*What you are asked to do*. Reproduce the opening lines of the records exactly, please, stopping after the line that contains "governing permissions and".

[Saved data entries]
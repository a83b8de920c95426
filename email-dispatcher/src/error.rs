//! Dispatch error taxonomy
// Copyright 2025 Francisco F. Pinochet
//
// Licensed under the Apache License, Version 2.0 (the "License");
// you may not use this file except in compliance with the License.
// You may obtain a copy of the License at
//
//     http://www.apache.org/licenses/LICENSE-2.0
//
// Unless required by applicable law or agreed to in writing, software
// distributed under the License is distributed on an "AS IS" BASIS,
// WITHOUT WARRANTIES OR CONDITIONS OF ANY KIND, either express or implied.
// See the License for the specific language governing permissions and
// limitations under the License.


use courier_config::ConfigError;
use courier_types::CourierError;
use thiserror::Error;

/// Errors returned to producers by the notification queue
#[derive(Error, Debug, Clone, Copy, PartialEq, Eq)]
pub enum QueueError {
    #[error("Notification queue is full (capacity {0})")]
    Full(usize),

    #[error("Notification queue is closed")]
    Closed,
}

/// Errors returned to the consumer while waiting on the queue
#[derive(Error, Debug, Clone, Copy, PartialEq, Eq)]
pub enum DequeueError {
    #[error("Notification queue closed and drained")]
    Closed,

    #[error("Interrupted while waiting for a notification")]
    Interrupted,
}

/// Errors from one dispatch cycle.
///
/// None of these reach producers; the dispatcher records them and moves on
/// to the next notification.
#[derive(Error, Debug)]
pub enum DispatchError {
    #[error("Interrupted while waiting until a notification becomes available")]
    InterruptedWait,

    #[error("Notification queue closed")]
    QueueClosed,

    #[error("Invalid email address: {0:?}")]
    InvalidAddress(String),

    #[error("Missing transport configuration: {0}")]
    MissingConfiguration(String),

    #[error("Invalid transport configuration {key}: {value:?}")]
    InvalidConfiguration { key: String, value: String },

    #[error("Failed to build message: {0}")]
    MessageBuild(String),

    #[error("SMTP transport failure: {reason}")]
    TransportFailure { reason: String, transient: bool },
}

impl DispatchError {
    /// Whether a later attempt could succeed with the same input
    pub fn is_transient(&self) -> bool {
        matches!(self, Self::TransportFailure { transient: true, .. })
    }
}

impl From<DequeueError> for DispatchError {
    fn from(err: DequeueError) -> Self {
        match err {
            DequeueError::Closed => Self::QueueClosed,
            DequeueError::Interrupted => Self::InterruptedWait,
        }
    }
}

impl From<ConfigError> for DispatchError {
    fn from(err: ConfigError) -> Self {
        match err {
            ConfigError::Parameter(CourierError::MissingParameter(key)) => {
                Self::MissingConfiguration(key)
            }
            ConfigError::Parameter(CourierError::InvalidParameter { key, value }) => {
                Self::InvalidConfiguration { key, value }
            }
            ConfigError::InvalidSetting { name, value } => {
                Self::InvalidConfiguration { key: name, value }
            }
            other => Self::MissingConfiguration(other.to_string()),
        }
    }
}

impl From<lettre::transport::smtp::Error> for DispatchError {
    fn from(err: lettre::transport::smtp::Error) -> Self {
        Self::TransportFailure {
            transient: err.is_transient() || err.is_timeout(),
            reason: err.to_string(),
        }
    }
}

#[cfg(test)]
mod tests {
    use super::*;

    #[test]
    fn test_dequeue_errors_map_to_dispatch_errors() {
        assert!(matches!(
            DispatchError::from(DequeueError::Interrupted),
            DispatchError::InterruptedWait
        ));
        assert!(matches!(
            DispatchError::from(DequeueError::Closed),
            DispatchError::QueueClosed
        ));
    }

    #[test]
    fn test_missing_parameter_keeps_key() {
        let err = DispatchError::from(ConfigError::Parameter(CourierError::MissingParameter(
            "mail.smtp.host".to_string(),
        )));

        match err {
            DispatchError::MissingConfiguration(key) => assert_eq!(key, "mail.smtp.host"),
            other => panic!("expected missing configuration, got {:?}", other),
        }
        assert!(!DispatchError::QueueClosed.is_transient());
    }
}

*Solution*.
repository a83b8de920c95426
filename email-dispatcher/src/error.rs
//! Dispatch error taxonomy
// Copyright 2025 Francisco F. Pinochet
//
// Licensed under the Apache License, Version 2.0 (the "License");
// you may not use this file except in compliance with the License.
// You may obtain a copy of the License at
//
//     http://www.apache.org/licenses/LICENSE-2.0
//
// Unless required by applicable law or agreed to in writing, software
// distributed under the License is distributed on an "AS IS" BASIS,
// WITHOUT WARRANTIES OR CONDITIONS OF ANY KIND, either express or implied.
// See the License for the specific language governing permissions and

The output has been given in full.